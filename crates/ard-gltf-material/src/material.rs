use ard_math::{Vec2, Vec4};
use serde::{Deserialize, Serialize};

/// Stable identity of a source material. Used as the memoization key for a session.
#[derive(Debug, Serialize, Deserialize, Copy, Clone, PartialEq, Eq, PartialOrd, Ord, Hash)]
pub struct MaterialId(pub u64);

/// Identity of a source texture. The texture encoder resolves handles on its own.
#[derive(Debug, Serialize, Deserialize, Copy, Clone, PartialEq, Eq, PartialOrd, Ord, Hash)]
pub struct TextureHandle(pub u64);

#[derive(Debug, Serialize, Deserialize, Copy, Clone, PartialEq, Eq, PartialOrd, Ord, Hash)]
pub enum TextureDimension {
    Tex2D,
    Tex2DArray,
    Tex3D,
    Cube,
    CubeArray,
}

/// A texture assigned to a material slot.
#[derive(Debug, Serialize, Deserialize, Copy, Clone, PartialEq, Eq, Hash)]
pub struct TextureRef {
    pub handle: TextureHandle,
    pub dimension: TextureDimension,
}

/// Native per-texture tiling of the engine (bottom-left UV origin).
#[derive(Debug, Serialize, Deserialize, Copy, Clone, PartialEq)]
pub struct TextureTiling {
    pub scale: Vec2,
    pub offset: Vec2,
}

#[derive(Debug, Serialize, Deserialize, Copy, Clone, PartialEq, Eq, PartialOrd, Ord, Hash)]
pub enum PropertyType {
    Float,
    Color,
    Int,
    Texture,
}

/// A shader-driven material as exposed by the engine.
///
/// Everything is name based. A material only answers what its shader declares, so most
/// queries return `None` for the majority of names asked about during export.
pub trait SourceMaterial {
    fn id(&self) -> MaterialId;

    fn name(&self) -> &str;

    fn shader_name(&self) -> &str;

    fn render_queue(&self) -> i32;

    /// The `RenderType` tag of the shader, if any.
    fn render_type(&self) -> Option<&str>;

    /// Type of the property with the given name, or `None` if the shader doesn't declare it.
    fn property_type(&self, name: &str) -> Option<PropertyType>;

    fn float(&self, name: &str) -> Option<f32>;

    fn color(&self, name: &str) -> Option<Vec4>;

    fn int(&self, name: &str) -> Option<i32>;

    /// The texture assigned to a texture property. `None` when the property is missing or
    /// nothing is assigned.
    fn texture(&self, name: &str) -> Option<TextureRef>;

    /// Scale and offset of a texture property. `None` when the texture has no tiling property.
    fn texture_tiling(&self, name: &str) -> Option<TextureTiling>;

    fn is_keyword_enabled(&self, keyword: &str) -> bool;

    #[inline]
    fn has_property(&self, name: &str, ty: PropertyType) -> bool {
        self.property_type(name) == Some(ty)
    }

    #[inline]
    fn has_any_property(&self, name: &str) -> bool {
        self.property_type(name).is_some()
    }
}

impl TextureRef {
    #[inline]
    pub fn is_2d(&self) -> bool {
        self.dimension == TextureDimension::Tex2D
    }
}

impl TextureTiling {
    pub const IDENTITY: TextureTiling = TextureTiling {
        scale: Vec2::ONE,
        offset: Vec2::ZERO,
    };
}

impl Default for TextureTiling {
    fn default() -> Self {
        Self::IDENTITY
    }
}
#[test]
fn metallic_gloss_map_shares_occlusion() {
    let material = PropertyMaterial::new(1, "metal", "Standard")
        .with_float("_Metallic", 0.0)
        .with_float("_Glossiness", 0.5)
        .with_float("_GlossMapScale", 0.8)
        .with_texture("_MetallicGlossMap", tex(5))
        .with_texture("_OcclusionMap", tex(5))
        .with_keyword("_METALLICGLOSSMAP");
    let output = export(&material);

    let record = &output.materials[0];
    let pbr = record.pbr_metallic_roughness.as_ref().unwrap();
    assert_eq!(pbr.metallic_factor, 1.0);
    assert_eq!(pbr.roughness_factor, 1.0);

    let mr_index = record.metallic_roughness_index().unwrap();
    let occlusion = record.occlusion_texture.as_ref().unwrap();
    assert_eq!(occlusion.info.index, mr_index);
    assert_eq!(output.textures.len(), 1);

    let baked = &output.textures[mr_index as usize];
    assert_eq!(baked.slot, TextureSlot::MetallicGloss);
    assert_eq!(
        baked.settings.conversion,
        ChannelConversion::MetalGlossOcclusionChannelSwap
    );
    assert_relative_eq!(baked.settings.smoothness_range.max.0, 0.8, epsilon = 1e-6);
}

#[test]
fn separate_occlusion_map_is_not_shared() {
    let material = PropertyMaterial::new(1, "metal", "Standard")
        .with_float("_Metallic", 0.0)
        .with_texture("_MetallicGlossMap", tex(5))
        .with_texture("_OcclusionMap", tex(6))
        .with_float("_OcclusionStrength", 0.5);
    let output = export(&material);

    let record = &output.materials[0];
    let occlusion = record.occlusion_texture.as_ref().unwrap();
    assert_ne!(Some(occlusion.info.index), record.metallic_roughness_index());
    assert_eq!(occlusion.strength, 0.5);
    assert_eq!(output.textures.len(), 2);
    assert_eq!(
        output.textures[0].settings.conversion,
        ChannelConversion::MetalGlossChannelSwap
    );
}

#[test]
fn mask_map_bakes_remap_ranges() {
    let material = PropertyMaterial::new(1, "hdrp", "HDRP/Lit")
        .with_float("_Metallic", 0.3)
        .with_float("_Smoothness", 0.5)
        .with_texture("_MaskMap", tex(7))
        .with_float("_MetallicRemapMin", 0.1)
        .with_float("_MetallicRemapMax", 0.9)
        .with_float("_SmoothnessRemapMin", 0.0)
        .with_float("_SmoothnessRemapMax", 0.5)
        .with_float("_AORemapMin", 0.2)
        .with_float("_AORemapMax", 1.0);
    let output = export(&material);

    let record = &output.materials[0];
    let pbr = record.pbr_metallic_roughness.as_ref().unwrap();
    assert_eq!(pbr.metallic_factor, 1.0);
    assert_eq!(pbr.roughness_factor, 1.0);

    // The mask map is also the occlusion texture.
    let mr_index = record.metallic_roughness_index().unwrap();
    assert_eq!(
        record.occlusion_texture.as_ref().map(|occlusion| occlusion.info.index),
        Some(mr_index)
    );
    assert_eq!(output.textures.len(), 1);

    let settings = output.textures[0].settings;
    assert_eq!(settings.metallic_range, RemapRange::new(0.1, 0.9));
    assert_eq!(settings.smoothness_range, RemapRange::new(0.0, 0.5));
    assert_eq!(settings.occlusion_range, RemapRange::new(0.2, 1.0));
    assert_eq!(
        settings.conversion,
        ChannelConversion::MetalGlossOcclusionChannelSwap
    );
}

#[test]
fn combined_texture_bakes_roughness() {
    let material = PropertyMaterial::new(1, "mat", "Custom/PBR")
        .with_float("_Metallic", 0.5)
        .with_float("_Smoothness", 0.25)
        .with_texture("_MetallicRoughnessTexture", tex(2));
    let output = export(&material);

    let pbr = output.materials[0].pbr_metallic_roughness.as_ref().unwrap();
    assert_eq!(pbr.metallic_factor, 0.5);
    assert_eq!(pbr.roughness_factor, 1.0);

    let baked = &output.textures[0];
    assert_eq!(baked.slot, TextureSlot::MetallicRoughness);
    assert_eq!(baked.settings.conversion, ChannelConversion::None);
    assert_relative_eq!(baked.settings.roughness_range.max.0, 0.75);
}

## REQUIRED ACTION
The full listing should be output exactly, line for line.

## TASK ANSWER
filename crates/ard-gltf-material/src/material.rs
use ard_math::{Vec2, Vec4};
use serde::{Deserialize, Serialize};

/// Stable identity of a source material. Used as the memoization key for a session.
#[derive(Debug, Serialize, Deserialize, Copy, Clone, PartialEq, Eq, PartialOrd, Ord, Hash)]
pub struct MaterialId(pub u64);

/// Identity of a source texture. The texture encoder resolves handles on its own.
#[derive(Debug, Serialize, Deserialize, Copy, Clone, PartialEq, Eq, PartialOrd, Ord, Hash)]
pub struct TextureHandle(pub u64);

#[derive(Debug, Serialize, Deserialize, Copy, Clone, PartialEq, Eq, PartialOrd, Ord, Hash)]
pub enum TextureDimension {
    Tex2D,
    Tex2DArray,
    Tex3D,
    Cube,
    CubeArray,
}

/// A texture assigned to a material slot.
#[derive(Debug, Serialize, Deserialize, Copy, Clone, PartialEq, Eq, Hash)]
pub struct TextureRef {
    pub handle: TextureHandle,
    pub dimension: TextureDimension,
}

/// Native per-texture tiling of the engine (bottom-left UV origin).
#[derive(Debug, Serialize, Deserialize, Copy, Clone, PartialEq)]
pub struct TextureTiling {
    pub scale: Vec2,
    pub offset: Vec2,
}

#[derive(Debug, Serialize, Deserialize, Copy, Clone, PartialEq, Eq, PartialOrd, Ord, Hash)]
pub enum PropertyType {
    Float,
    Color,
    Int,
    Texture,
}

/// A shader-driven material as exposed by the engine.
///
/// Everything is name based. A material only answers what its shader declares, so most
/// queries return `None` for the majority of names asked about during export.
pub trait SourceMaterial {
    fn id(&self) -> MaterialId;

    fn name(&self) -> &str;

    fn shader_name(&self) -> &str;

    fn render_queue(&self) -> i32;

    /// The `RenderType` tag of the shader, if any.
    fn render_type(&self) -> Option<&str>;

    /// Type of the property with the given name, or `None` if the shader doesn't declare it.
    fn property_type(&self, name: &str) -> Option<PropertyType>;

    fn float(&self, name: &str) -> Option<f32>;

    fn color(&self, name: &str) -> Option<Vec4>;

    fn int(&self, name: &str) -> Option<i32>;

    /// The texture assigned to a texture property. `None` when the property is missing or
    /// nothing is assigned.
    fn texture(&self, name: &str) -> Option<TextureRef>;

    /// Scale and offset of a texture property. `None` when the texture has no tiling property.
    fn texture_tiling(&self, name: &str) -> Option<TextureTiling>;

    fn is_keyword_enabled(&self, keyword: &str) -> bool;

    #[inline]
    fn has_property(&self, name: &str, ty: PropertyType) -> bool {
        self.property_type(name) == Some(ty)
    }

    #[inline]
    fn has_any_property(&self, name: &str) -> bool {
        self.property_type(name).is_some()
    }
}

impl TextureRef {
    #[inline]
    pub fn is_2d(&self) -> bool {
        self.dimension == TextureDimension::Tex2D
    }
}

impl TextureTiling {
    pub const IDENTITY: TextureTiling = TextureTiling {
        scale: Vec2::ONE,
        offset: Vec2::ZERO,
    };
}

impl Default for TextureTiling {
    fn default() -> Self {
        Self::IDENTITY
    }
}
#[test]
fn metallic_gloss_map_shares_occlusion() {
    let material = PropertyMaterial::new(1, "metal", "Standard")
        .with_float("_Metallic", 0.0)
        .with_float("_Glossiness", 0.5)
        .with_float("_GlossMapScale", 0.8)
        .with_texture("_MetallicGlossMap", tex(5))
        .with_texture("_OcclusionMap", tex(5))
        .with_keyword("_METALLICGLOSSMAP");
    let output = export(&material);

    let record = &output.materials[0];
    let pbr = record.pbr_metallic_roughness.as_ref().unwrap();
    assert_eq!(pbr.metallic_factor, 1.0);
    assert_eq!(pbr.roughness_factor, 1.0);

    let mr_index = record.metallic_roughness_index().unwrap();
    let occlusion = record.occlusion_texture.as_ref().unwrap();
    assert_eq!(occlusion.info.index, mr_index);
    assert_eq!(output.textures.len(), 1);

    let baked = &output.textures[mr_index as usize];
    assert_eq!(baked.slot, TextureSlot::MetallicGloss);
    assert_eq!(
        baked.settings.conversion,
        ChannelConversion::MetalGlossOcclusionChannelSwap
    );
    assert_relative_eq!(baked.settings.smoothness_range.max.0, 0.8, epsilon = 1e-6);
}

#[test]
fn separate_occlusion_map_is_not_shared() {
    let material = PropertyMaterial::new(1, "metal", "Standard")
        .with_float("_Metallic", 0.0)
        .with_texture("_MetallicGlossMap", tex(5))
        .with_texture("_OcclusionMap", tex(6))
        .with_float("_OcclusionStrength", 0.5);
    let output = export(&material);

    let record = &output.materials[0];
    let occlusion = record.occlusion_texture.as_ref().unwrap();
    assert_ne!(Some(occlusion.info.index), record.metallic_roughness_index());
    assert_eq!(occlusion.strength, 0.5);
    assert_eq!(output.textures.len(), 2);
    assert_eq!(
        output.textures[0].settings.conversion,
        ChannelConversion::MetalGlossChannelSwap
    );
}

#[test]
fn mask_map_bakes_remap_ranges() {
    let material = PropertyMaterial::new(1, "hdrp", "HDRP/Lit")
        .with_float("_Metallic", 0.3)
        .with_float("_Smoothness", 0.5)
        .with_texture("_MaskMap", tex(7))
        .with_float("_MetallicRemapMin", 0.1)
        .with_float("_MetallicRemapMax", 0.9)
        .with_float("_SmoothnessRemapMin", 0.0)
        .with_float("_SmoothnessRemapMax", 0.5)
        .with_float("_AORemapMin", 0.2)
        .with_float("_AORemapMax", 1.0);
    let output = export(&material);

    let record = &output.materials[0];
    let pbr = record.pbr_metallic_roughness.as_ref().unwrap();
    assert_eq!(pbr.metallic_factor, 1.0);
    assert_eq!(pbr.roughness_factor, 1.0);

    // The mask map is also the occlusion texture.
    let mr_index = record.metallic_roughness_index().unwrap();
    assert_eq!(
        record.occlusion_texture.as_ref().map(|occlusion| occlusion.info.index),
        Some(mr_index)
    );
    assert_eq!(output.textures.len(), 1);

    let settings = output.textures[0].settings;
    assert_eq!(settings.metallic_range, RemapRange::new(0.1, 0.9));
    assert_eq!(settings.smoothness_range, RemapRange::new(0.0, 0.5));
    assert_eq!(settings.occlusion_range, RemapRange::new(0.2, 1.0));
    assert_eq!(
        settings.conversion,
        ChannelConversion::MetalGlossOcclusionChannelSwap
    );
}

#[test]
fn combined_texture_bakes_roughness() {
    let material = PropertyMaterial::new(1, "mat", "Custom/PBR")
        .with_float("_Metallic", 0.5)
        .with_float("_Smoothness", 0.25)
        .with_texture("_MetallicRoughnessTexture", tex(2));
    let output = export(&material);

    let pbr = output.materials[0].pbr_metallic_roughness.as_ref().unwrap();
    assert_eq!(pbr.metallic_factor, 0.5);
    assert_eq!(pbr.roughness_factor, 1.0);

    let baked = &output.textures[0];
    assert_eq!(baked.slot, TextureSlot::MetallicRoughness);
    assert_eq!(baked.settings.conversion, ChannelConversion::None);
    assert_relative_eq!(baked.settings.roughness_range.max.0, 0.75);
}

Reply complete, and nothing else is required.